I am wondering how I can keep track of the original columns of a dataset once I perform data preprocessing on it?
In the below code df_columns
would tell me that column 0
in df_array
is A
, column 1
is B
and so forth...
However when once I encode categorical column B
df_columns
is no longer valid for keeping track of df_dummies
import pandas as pd
import numpy as np
animal = ['dog','cat','horse']
df = pd.DataFrame({'A': np.random.rand(9),
'B': [animal[np.random.randint(3)] for i in range(9)],
'C': np.random.rand(9),
'D': np.random.rand(9)})
df_array = df.values
df_columns = df.columns
from sklearn.preprocessing import OneHotEncoder
from sklearn.compose import ColumnTransformer
ct = ColumnTransformer([('encoder', OneHotEncoder(), [1])], remainder='passthrough')
df_dummies = np.array(ct.fit_transform(df_array), dtype=np.float)

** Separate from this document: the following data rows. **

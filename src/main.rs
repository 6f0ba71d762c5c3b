//! # flow - agency task board CLI
//!
//! Command-line front end for a small agency's operations desk: client tasks on a
//! four-column board, a team leaderboard and status dashboards.
//!
//! ## Quick Start
//!
//! ```bash
//! # Create a workspace with sample clients, members and tasks
//! flow init --sample
//!
//! # Add a task for a client
//! flow add "Monthly SEO report" --client "TechFlow Solutions" --priority high --due friday
//!
//! # Filter the board
//! flow list --status in-progress --due overdue
//!
//! # Rank the team
//! flow leaderboard
//!
//! # Launch the dashboard
//! flow ui
//! ```
//!
//! Data is stored in `~/.flowdesk/workspace.json` unless `--db` or `FLOWDESK_DB` points
//! elsewhere. Set `RUST_LOG=debug` to see what each command does on stderr.

use std::path::PathBuf;

use clap::Parser;
use tracing_subscriber::EnvFilter;

use flowdesk::cli::Cli;
use flowdesk::clock::{Clock, FixedClock, SystemClock};
use flowdesk::cmd::*;
use flowdesk::db::Database;
use flowdesk::error::FlowResult;
use flowdesk::tui::run::run_dashboard;

fn main() {
    tracing_subscriber::fmt()
        .with_env_filter(EnvFilter::try_from_default_env().unwrap_or_else(|_| EnvFilter::new("warn")))
        .with_writer(std::io::stderr)
        .with_target(false)
        .init();

    let cli = Cli::parse();
    if let Err(e) = run(cli) {
        eprintln!("Error: {}", e);
        std::process::exit(1);
    }
}

fn default_db_path() -> PathBuf {
    let home = std::env::var("HOME").unwrap_or_else(|_| ".".to_string());
    PathBuf::from(home).join(".flowdesk").join("workspace.json")
}

fn run(cli: Cli) -> FlowResult<()> {
    let db_path = cli.db.unwrap_or_else(default_db_path);
    let clock: Box<dyn Clock> = match cli.today {
        Some(date) => Box::new(FixedClock(date)),
        None => Box::new(SystemClock),
    };
    let today = clock.today();

    // Commands that do not read the workspace
    match &cli.command {
        Commands::Completions { shell } => {
            cmd_completions(*shell);
            return Ok(());
        }
        Commands::Init { sample, force } => return cmd_init(&db_path, *sample, *force),
        Commands::Ui => return run_dashboard(&db_path, today),
        _ => {}
    }

    let mut db = Database::load(&db_path)?;

    match cli.command {
        Commands::Ui | Commands::Init { .. } | Commands::Completions { .. } => {
            unreachable!("handled before loading the workspace")
        }

        Commands::Add { title, desc, client, assignee, priority, status, due, tags, kind } => {
            cmd_add(&mut db, &db_path, today, &cli.user, title, desc, client, assignee, priority,
                    status, due, tags, kind)?;
        }

        Commands::List { filter, limit } => cmd_list(&db, today, &filter, limit),

        Commands::View { id } => cmd_view(&db, today, &id)?,

        Commands::Update { id, title, desc, client, assignee, priority, status, due, kind,
                           add_tags, rm_tags, clear_client, clear_type } =>
            cmd_update(&mut db, &db_path, today, &id, title, desc, client, assignee, priority,
                       status, due, kind, add_tags, rm_tags, clear_client, clear_type)?,

        Commands::Move { id, status } => cmd_move(&mut db, &db_path, &id, status)?,

        Commands::Delete { id } => cmd_delete(&mut db, &db_path, &id)?,

        Commands::Board { filter } => cmd_board(&db, today, &filter),

        Commands::Leaderboard => cmd_leaderboard(&db, today),

        Commands::Stats { filter } => cmd_stats(&db, today, &filter),

        Commands::Tags => cmd_tags(&db),

        Commands::Client { action } => cmd_client(&mut db, &db_path, action)?,

        Commands::Member { action } => cmd_member(&mut db, &db_path, today, action)?,
    }
    Ok(())
}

The solution should be agnostic of the position of the categorical column... be it A
, B
, C
or D
. I can do the grunt work and keep updating the df_columns
dictionary... but it wouldn't be elegant or "pythonic"
Furthermore... how would the solution look to keep track of what the categoricals mean? {0,0,1} would be cat, {0,1,0} would be dog and so on?
PS - I am aware of the dummy variable trap and will take df_dummies[:,1:]
when I actually use it to train my model.